How we change what others think, feel, believe and do
The ChangingMinds Blog!
The absent persuader
There's a problem that you can face sometimes when persuading other people, which is that your very presence can change what the other person decides, says and does. Take for example a parent who wants their teenage child to tidy their room. It's a no-win situation as the child feels like it is a battle of wills and digs in their heels. Sales people can also face this reactance when prospective customers suspect their motives.
What is happening here is that the target person moves their attention away from the negotiated item and onto the negotiator. Even if the request is reasonable, the person may fear being controlled or losing face, and so backs away, fights back or otherwise responds defensively.
So what can you do? The simplest approach when your being there makes things worse is to not be there. There are many other methods you can use, for example the parent can tell the teenager that their room is smelly then leave, or ask one of the other children to carry the request. The sales person, on reading the situation, could say 'I don't want an answer now, though you may like to look through these case studies -- ok if I call next week?' This takes the pressure off the customer who looks like they are about to refuse and gives an elegant extension to the sale.

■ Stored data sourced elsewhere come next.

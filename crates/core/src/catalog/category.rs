use std::borrow::Borrow;
use std::collections::HashSet;

use crate::domain::product::Product;

/// Category selection decoded from a `*`-delimited category string.
#[derive(Clone, Debug, PartialEq, Eq)]
pub enum CategorySelector {
    All,
    AnyOf(HashSet<String>),
}

impl CategorySelector {
    /// `""` and `"all"` select everything; anything else is split on `*`.
    pub fn parse(category_string: &str) -> Self {
        if category_string.is_empty() || category_string == "all" {
            return Self::All;
        }

        Self::AnyOf(category_string.split('*').map(str::to_string).collect())
    }

    /// Exact, case-sensitive membership; a product with no categories never matches `AnyOf`.
    pub fn matches(&self, product: &Product) -> bool {
        match self {
            Self::All => true,
            Self::AnyOf(tokens) => {
                product.categories.iter().any(|category| tokens.contains(category))
            }
        }
    }
}

pub fn filter_by_category<P: Borrow<Product>>(products: Vec<P>, category_string: &str) -> Vec<P> {
    let selector = CategorySelector::parse(category_string);
    if selector == CategorySelector::All {
        return products;
    }

    products.into_iter().filter(|product| selector.matches(product.borrow())).collect()
}
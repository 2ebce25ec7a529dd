use std::time::Duration;

use sqlx::sqlite::SqlitePoolOptions;
use storefront_core::config::DatabaseConfig;

pub type DbPool = sqlx::SqlitePool;

pub async fn connect(database_url: &str) -> Result<DbPool, sqlx::Error> {
    connect_with_settings(database_url, 5, 30).await
}

pub async fn connect_from_config(config: &DatabaseConfig) -> Result<DbPool, sqlx::Error> {
    connect_with_settings(&config.url, config.max_connections, config.timeout_secs).await
}

pub async fn connect_with_settings(
    database_url: &str,
    max_connections: u32,
    timeout_secs: u64,
) -> Result<DbPool, sqlx::Error> {
    let database_url = normalize_url(database_url);

    SqlitePoolOptions::new()
        .max_connections(max_connections.max(1))
        .acquire_timeout(Duration::from_secs(timeout_secs.max(1)))
        .after_connect(|conn, _meta| {
            Box::pin(async move {
                sqlx::query("PRAGMA foreign_keys = ON").execute(&mut *conn).await?;
                sqlx::query("PRAGMA journal_mode = WAL").execute(&mut *conn).await?;
                sqlx::query("PRAGMA busy_timeout = 5000").execute(&mut *conn).await?;
                Ok(())
            })
        })
        .connect(&database_url)
        .await
}

/// Round-trips a trivial query; used by readiness checks.
pub async fn ping(pool: &DbPool) -> Result<(), sqlx::Error> {
    sqlx::query("SELECT 1").execute(pool).await.map(|_| ())
}

/// File URLs get `mode=rwc` so a fresh deployment creates its database file.
fn normalize_url(database_url: &str) -> String {
    let url = database_url.trim();
    if url == ":memory:" {
        return "sqlite::memory:".to_string();
    }
    if url.starts_with("sqlite://") && !url.contains('?') && !url.contains(":memory:") {
        return format!("{url}?mode=rwc");
    }
    url.to_string()
}
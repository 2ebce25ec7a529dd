mod client;
mod errors;
mod routes;
mod transform;

use anyhow::Result;
use storefront_core::config::{AppConfig, LoadOptions};
use tracing::{info, warn};

use crate::client::BackendClient;
use crate::routes::GatewayState;

fn init_logging(config: &AppConfig) {
    use storefront_core::config::LogFormat::*;
    use tracing::Level;

    let log_level = config.logging.level.parse::<Level>().unwrap_or(Level::INFO);

    match config.logging.format {
        Compact => {
            tracing_subscriber::fmt().with_target(false).with_max_level(log_level).compact().init();
        }
        Pretty => {
            tracing_subscriber::fmt().with_target(false).with_max_level(log_level).pretty().init();
        }
        Json => {
            tracing_subscriber::fmt().with_target(false).with_max_level(log_level).json().init();
        }
    }
}

#[tokio::main]
async fn main() -> Result<()> {
    run().await
}

pub async fn run() -> Result<()> {
    let config = AppConfig::load(LoadOptions::default())?;
    init_logging(&config);

    let gateway = &config.gateway;
    let backend = BackendClient::from_config(gateway)?;
    let app = routes::router(GatewayState { backend }, &gateway.allowed_origins);

    let address = format!("{}:{}", gateway.bind_address, gateway.port);
    let listener = tokio::net::TcpListener::bind(&address).await?;
    info!(
        event_name = "gateway.server.started",
        bind_address = %address,
        backend_url = %gateway.backend_url,
        allowed_origins = gateway.allowed_origins.len(),
        "storefront-gateway started"
    );

    axum::serve(listener, app).with_graceful_shutdown(wait_for_shutdown()).await?;

    info!(event_name = "gateway.server.stopping", "storefront-gateway stopping");
    Ok(())
}

async fn wait_for_shutdown() {
    if let Err(error) = tokio::signal::ctrl_c().await {
        warn!(event_name = "gateway.server.signal_error", error = %error, "ctrl-c handler failed");
        std::future::pending::<()>().await;
    }
}
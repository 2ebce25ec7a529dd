//! Price bound normalization and price filtering.
//!
//! A bound of `0` is the "unbounded" sentinel, not an inclusive bound at zero.

use std::borrow::Borrow;

use crate::domain::product::Product;

/// Normalized `(min, max)` price pair. Zero on either side means no bound on that side.
#[derive(Clone, Copy, Debug, Default, PartialEq, Eq)]
pub struct PriceBounds {
    pub min: u64,
    pub max: u64,
}

impl PriceBounds {
    /// Clamps negatives to zero, then swaps the pair if both sides are set and inverted.
    ///
    /// Total over every integer pair.
    pub fn normalize(min_price: i64, max_price: i64) -> Self {
        let mut min = min_price.max(0).unsigned_abs();
        let mut max = max_price.max(0).unsigned_abs();

        if min != 0 && max != 0 && min > max {
            std::mem::swap(&mut min, &mut max);
        }

        Self { min, max }
    }

    pub fn is_unbounded(&self) -> bool {
        self.min == 0 && self.max == 0
    }

    pub fn contains(&self, price: f64) -> bool {
        let above_min = self.min == 0 || price >= self.min as f64;
        let below_max = self.max == 0 || price <= self.max as f64;
        above_min && below_max
    }
}

/// Keeps products whose discounted price falls inside `bounds`, preserving order.
///
/// `0..0` short-circuits and returns the input untouched.
pub fn filter_by_price<P: Borrow<Product>>(products: Vec<P>, bounds: PriceBounds) -> Vec<P> {
    if bounds.is_unbounded() {
        return products;
    }

    products
        .into_iter()
        .filter(|product| bounds.contains(product.borrow().discounted_price))
        .collect()
}
pub mod catalog;
pub mod config;
pub mod credentials;
pub mod domain;
pub mod errors;
pub mod history;
pub mod recommendations;
pub mod search;

pub use catalog::{
    apply_filter, filter_by_category, filter_by_price, filter_products, sort_products,
    to_previews, CategorySelector, FilterSpec, PriceBounds, ProductPreview, SortOrder,
};
pub use domain::product::{Product, ProductDraft, ProductId, ProductReviews};
pub use domain::session::{PasswordReset, Session};
pub use domain::user::{User, UserId, UserProfile, ViewHistoryEntry};
pub use errors::{ApplicationError, DomainError, InterfaceError};
pub use recommendations::{RecommendationEngine, RecommendationScore, ScoringWeights};
pub use search::{keyword_search, search_query, KeywordQuery, SearchMode};
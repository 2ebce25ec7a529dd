//! Backend HTTP API.
//!
//! Catalog:
//! - `GET    /api/v1/products?sort_by=`              list, optionally sorted
//! - `POST   /api/v1/products`                       create
//! - `GET    /api/v1/products/{product_id}`          fetch
//! - `PUT    /api/v1/products/{product_id}`          replace
//! - `DELETE /api/v1/products/{product_id}`          remove
//!
//! Previews and search:
//! - `GET /api/v1/previews`                          all previews
//! - `GET /api/v1/previews/{filter}`                 filtered previews
//! - `GET /api/v1/previews/search/`                  prompt for a query
//! - `GET /api/v1/previews/search/{query}`           strict search, `w=` prefix for wide
//!
//! Accounts (user-scoped routes need a bearer token for the same user):
//! - `POST /api/v1/users/{register,login,logout,forgot-password,reset-password}`
//! - `GET|PUT /api/v1/users/{user_id}`
//! - `GET /api/v1/users/{user_id}/saved-items`, `POST|DELETE .../saved-items/{product_id}`
//! - `GET /api/v1/users/{user_id}/view-history`, `POST .../view-history/{product_id}`
//! - `GET /api/v1/users/{user_id}/recommendations?limit=&exclude_product_id=`

pub mod activity;
pub mod auth;
pub mod errors;
pub mod previews;
pub mod products;
pub mod users;

use std::sync::Arc;

use axum::{
    routing::{get, post},
    Router,
};

use storefront_core::config::{AppConfig, CatalogConfig};
use storefront_core::credentials::SessionPolicy;
use storefront_core::recommendations::RecommendationEngine;
use storefront_db::repositories::{
    ActivityRepository, ProductRepository, SessionRepository, SqlActivityRepository,
    SqlProductRepository, SqlSessionRepository, SqlUserRepository, UserRepository,
};
use storefront_db::DbPool;

#[derive(Clone)]
pub struct AppState {
    pub products: Arc<dyn ProductRepository>,
    pub users: Arc<dyn UserRepository>,
    pub sessions: Arc<dyn SessionRepository>,
    pub activity: Arc<dyn ActivityRepository>,
    pub catalog: CatalogConfig,
    pub session_policy: SessionPolicy,
    pub recommender: RecommendationEngine,
}

impl AppState {
    pub fn from_pool(db_pool: DbPool, config: &AppConfig) -> Self {
        Self {
            products: Arc::new(SqlProductRepository::new(db_pool.clone())),
            users: Arc::new(SqlUserRepository::new(db_pool.clone())),
            sessions: Arc::new(SqlSessionRepository::new(db_pool.clone())),
            activity: Arc::new(SqlActivityRepository::new(db_pool)),
            catalog: config.catalog.clone(),
            session_policy: config.auth.session_policy(),
            recommender: RecommendationEngine::new(),
        }
    }
}

pub fn router(state: AppState) -> Router {
    Router::new()
        .route("/api/v1/products", get(products::list_products).post(products::create_product))
        .route("/api/v1/products/", get(products::list_products).post(products::create_product))
        .route(
            "/api/v1/products/{product_id}",
            get(products::get_product)
                .put(products::update_product)
                .delete(products::delete_product),
        )
        .route("/api/v1/previews", get(previews::list_previews))
        .route("/api/v1/previews/", get(previews::list_previews))
        .route("/api/v1/previews/{filter}", get(previews::filter_previews))
        .route("/api/v1/previews/search/", get(previews::search_prompt))
        .route("/api/v1/previews/search/{query}", get(previews::search_previews))
        .route("/api/v1/users/register", post(users::register))
        .route("/api/v1/users/login", post(users::login))
        .route("/api/v1/users/logout", post(users::logout))
        .route("/api/v1/users/forgot-password", post(users::forgot_password))
        .route("/api/v1/users/reset-password", post(users::reset_password))
        .route("/api/v1/users/{user_id}", get(users::get_profile).put(users::update_profile))
        .route("/api/v1/users/{user_id}/saved-items", get(activity::list_saved_items))
        .route(
            "/api/v1/users/{user_id}/saved-items/{product_id}",
            post(activity::save_item).delete(activity::unsave_item),
        )
        .route("/api/v1/users/{user_id}/view-history", get(activity::view_history))
        .route(
            "/api/v1/users/{user_id}/view-history/{product_id}",
            post(activity::record_product_view),
        )
        .route("/api/v1/users/{user_id}/recommendations", get(activity::recommendations))
        .with_state(state)
}
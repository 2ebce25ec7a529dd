//! Frontend schema and its mapping to and from backend records.

use std::collections::BTreeSet;

use serde::{Deserialize, Serialize};

use storefront_core::catalog::ProductPreview;
use storefront_core::domain::product::{Product, ProductDraft, ProductId, ProductReviews};

const DEFAULT_DISCOUNT: &str = "0%";
const DEFAULT_CURRENCY: &str = "USD";

#[derive(Clone, Debug, PartialEq, Serialize, Deserialize)]
pub struct FrontendPrice {
    pub current: f64,
    pub original: f64,
    pub discount: String,
}

#[derive(Clone, Debug, PartialEq, Serialize, Deserialize)]
pub struct FrontendRating {
    pub score: f64,
    pub count: u64,
}

#[derive(Clone, Debug, Default, PartialEq, Serialize, Deserialize)]
#[serde(rename_all = "camelCase", default)]
pub struct FrontendReviews {
    pub user_ids: Vec<String>,
    pub user_names: Vec<String>,
    pub review_ids: Vec<String>,
    pub titles: Vec<String>,
    pub content: String,
}

#[derive(Clone, Debug, PartialEq, Serialize, Deserialize)]
#[serde(rename_all = "camelCase")]
pub struct FrontendProduct {
    pub id: ProductId,
    pub name: String,
    pub categories: Vec<String>,
    pub price: FrontendPrice,
    pub rating: FrontendRating,
    pub description: String,
    pub image: String,
    pub product_url: String,
    pub reviews: FrontendReviews,
}

impl From<Product> for FrontendProduct {
    fn from(product: Product) -> Self {
        Self {
            id: product.id,
            name: product.name,
            categories: product.categories,
            price: FrontendPrice {
                current: product.discounted_price,
                original: product.actual_price,
                discount: product.discount_percentage,
            },
            rating: FrontendRating { score: product.rating, count: product.rating_count },
            description: product.about_product,
            image: product.img_link,
            product_url: product.product_link,
            reviews: product.reviews.into(),
        }
    }
}

impl From<ProductReviews> for FrontendReviews {
    fn from(reviews: ProductReviews) -> Self {
        Self {
            user_ids: reviews.user_ids,
            user_names: reviews.user_names,
            review_ids: reviews.review_ids,
            titles: reviews.review_titles,
            content: reviews.content,
        }
    }
}

impl From<FrontendReviews> for ProductReviews {
    fn from(reviews: FrontendReviews) -> Self {
        Self {
            user_ids: reviews.user_ids,
            user_names: reviews.user_names,
            review_ids: reviews.review_ids,
            review_titles: reviews.titles,
            content: reviews.content,
        }
    }
}

#[derive(Clone, Debug, PartialEq, Deserialize)]
#[serde(default)]
pub struct PriceInput {
    pub current: f64,
    pub original: f64,
    pub discount: String,
}

impl Default for PriceInput {
    fn default() -> Self {
        Self { current: 0.0, original: 0.0, discount: DEFAULT_DISCOUNT.to_string() }
    }
}

#[derive(Clone, Debug, Default, PartialEq, Deserialize)]
#[serde(default)]
pub struct RatingInput {
    pub score: f64,
    pub count: u64,
}

/// Write payload in the frontend shape. Every field is optional.
#[derive(Clone, Debug, Default, PartialEq, Deserialize)]
#[serde(rename_all = "camelCase", default)]
pub struct FrontendProductInput {
    pub name: String,
    pub categories: Vec<String>,
    pub price: PriceInput,
    pub rating: RatingInput,
    pub description: String,
    pub image: String,
    pub product_url: String,
    pub reviews: FrontendReviews,
}

impl FrontendProductInput {
    pub fn into_draft(self) -> ProductDraft {
        ProductDraft {
            name: self.name,
            categories: self.categories,
            discounted_price: self.price.current,
            actual_price: self.price.original,
            discount_percentage: self.price.discount,
            rating: self.rating.score,
            rating_count: self.rating.count,
            about_product: self.description,
            reviews: self.reviews.into(),
            img_link: self.image,
            product_link: self.product_url,
        }
    }
}

#[derive(Clone, Debug, PartialEq, Serialize, Deserialize)]
#[serde(rename_all = "camelCase")]
pub struct FrontendPreview {
    pub id: ProductId,
    pub name: String,
    pub price: f64,
    pub rating: f64,
    pub currency: String,
    pub in_stock: bool,
}

impl From<ProductPreview> for FrontendPreview {
    fn from(preview: ProductPreview) -> Self {
        Self {
            id: preview.product_id,
            name: preview.product_name,
            price: preview.discounted_price,
            rating: preview.rating,
            currency: DEFAULT_CURRENCY.to_string(),
            in_stock: true,
        }
    }
}

/// Builds a backend filter string such as `Mice*USBCables&min=100&max=700`.
pub fn filter_string(
    categories: Option<&str>,
    min_price: Option<f64>,
    max_price: Option<f64>,
) -> String {
    let categories = categories.map(str::trim).filter(|c| !c.is_empty()).unwrap_or("all");
    let mut parts = vec![categories.to_string()];
    if let Some(min) = min_price {
        parts.push(format!("min={min}"));
    }
    if let Some(max) = max_price {
        parts.push(format!("max={max}"));
    }
    parts.join("&")
}

/// Distinct non-blank categories across the catalog, sorted.
pub fn available_categories(products: &[Product]) -> Vec<String> {
    let categories: BTreeSet<&str> = products
        .iter()
        .flat_map(|product| product.categories.iter())
        .map(String::as_str)
        .filter(|category| !category.trim().is_empty())
        .collect();
    categories.into_iter().map(str::to_string).collect()
}

#[derive(Clone, Copy, Debug, Default, PartialEq, Serialize, Deserialize)]
pub struct PriceRange {
    pub min: f64,
    pub max: f64,
}

impl PriceRange {
    /// Span of discounted prices; zero on an empty catalog.
    pub fn of(products: &[Product]) -> Self {
        let mut prices = products.iter().map(|product| product.discounted_price);
        let Some(first) = prices.next() else {
            return Self::default();
        };
        prices.fold(Self { min: first, max: first }, |range, price| Self {
            min: range.min.min(price),
            max: range.max.max(price),
        })
    }
}

/// Top-rated previews first, ties kept in backend order.
pub fn featured(mut previews: Vec<ProductPreview>, limit: usize) -> Vec<FrontendPreview> {
    previews.sort_by(|a, b| b.rating.total_cmp(&a.rating));
    previews.into_iter().take(limit).map(FrontendPreview::from).collect()
}

/// Case-insensitive name lookup over previews, capped at `limit`.
pub fn previews_named(
    previews: Vec<ProductPreview>,
    query: &str,
    limit: usize,
) -> Vec<FrontendPreview> {
    let needle = query.to_lowercase();
    previews
        .into_iter()
        .filter(|preview| preview.product_name.to_lowercase().contains(&needle))
        .take(limit)
        .map(FrontendPreview::from)
        .collect()
}

/// Structured product search; every criterion is optional and they combine with AND.
#[derive(Clone, Debug, Default, PartialEq, Deserialize)]
#[serde(default)]
pub struct ProductSearch {
    pub q: Option<String>,
    pub category: Option<String>,
    pub min_price: Option<f64>,
    pub max_price: Option<f64>,
    pub min_rating: Option<f64>,
}

impl ProductSearch {
    pub fn matches(&self, product: &Product) -> bool {
        let text = self.q.as_deref().filter(|q| !q.is_empty()).map(str::to_lowercase);
        if let Some(text) = text {
            let in_name = product.name.to_lowercase().contains(&text);
            if !in_name && !product.about_product.to_lowercase().contains(&text) {
                return false;
            }
        }

        if let Some(category) = self.category.as_deref().filter(|c| !c.is_empty()) {
            let category = category.to_lowercase();
            if !product.categories.iter().any(|c| c.to_lowercase() == category) {
                return false;
            }
        }

        self.min_price.map_or(true, |min| product.discounted_price >= min)
            && self.max_price.map_or(true, |max| product.discounted_price <= max)
            && self.min_rating.map_or(true, |min| product.rating >= min)
    }

    pub fn apply(&self, products: Vec<Product>) -> Vec<FrontendProduct> {
        products
            .into_iter()
            .filter(|product| self.matches(product))
            .map(FrontendProduct::from)
            .collect()
    }
}
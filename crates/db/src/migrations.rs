use sqlx::migrate::{MigrateError, Migrator};

use crate::DbPool;

pub static MIGRATOR: Migrator = sqlx::migrate!("../../migrations");

pub async fn run_pending(pool: &DbPool) -> Result<(), MigrateError> {
    MIGRATOR.run(pool).await
}
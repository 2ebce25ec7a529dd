use std::fs;
use std::path::Path;

use storefront_db::repositories::SqlProductRepository;
use storefront_db::{import_catalog, ImportError};

use crate::commands::{open_migrated, prepare, CommandResult, Failure};

pub fn run(file: &Path) -> CommandResult {
    let raw = match fs::read_to_string(file) {
        Ok(raw) => raw,
        Err(error) => {
            return CommandResult::failure(
                "import",
                "input_file",
                format!("could not read `{}`: {error}", file.display()),
                7,
            );
        }
    };

    let (config, runtime) = match prepare("import") {
        Ok(prepared) => prepared,
        Err(failure) => return failure,
    };

    let result = runtime.block_on(async {
        let pool = open_migrated(&config).await?;
        let repository = SqlProductRepository::new(pool.clone());
        let outcome = import_catalog(&repository, &raw).await.map_err(classify);
        pool.close().await;
        outcome
    });

    match result {
        Ok(report) => CommandResult::success(
            "import",
            format!(
                "imported {} products from `{}` (skipped {} malformed records)",
                report.imported,
                file.display(),
                report.skipped
            ),
        ),
        Err((error_class, message, exit_code)) => {
            CommandResult::failure("import", error_class, message, exit_code)
        }
    }
}

fn classify(error: ImportError) -> Failure {
    match error {
        ImportError::Malformed(_) => ("input_file", error.to_string(), 7),
        ImportError::Repository(_) => ("import_execution", error.to_string(), 5),
    }
}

There is also a whole profession of third parties who will stand in your stead and change minds where, for any reason, you cannot. Mediators, arbitrators, negotiators and more can act as trust-brokers and expert persuaders for you. The same principle happens at an 'amateur' level as friends and relatives take this third position. Of course there are always situations where you need to stay the course and get past objections, but you also need to know when it is better to back off, give the person space or otherwise enlist an intermediary.
I have tried the ?this room smells? trick didn?t work room still smells.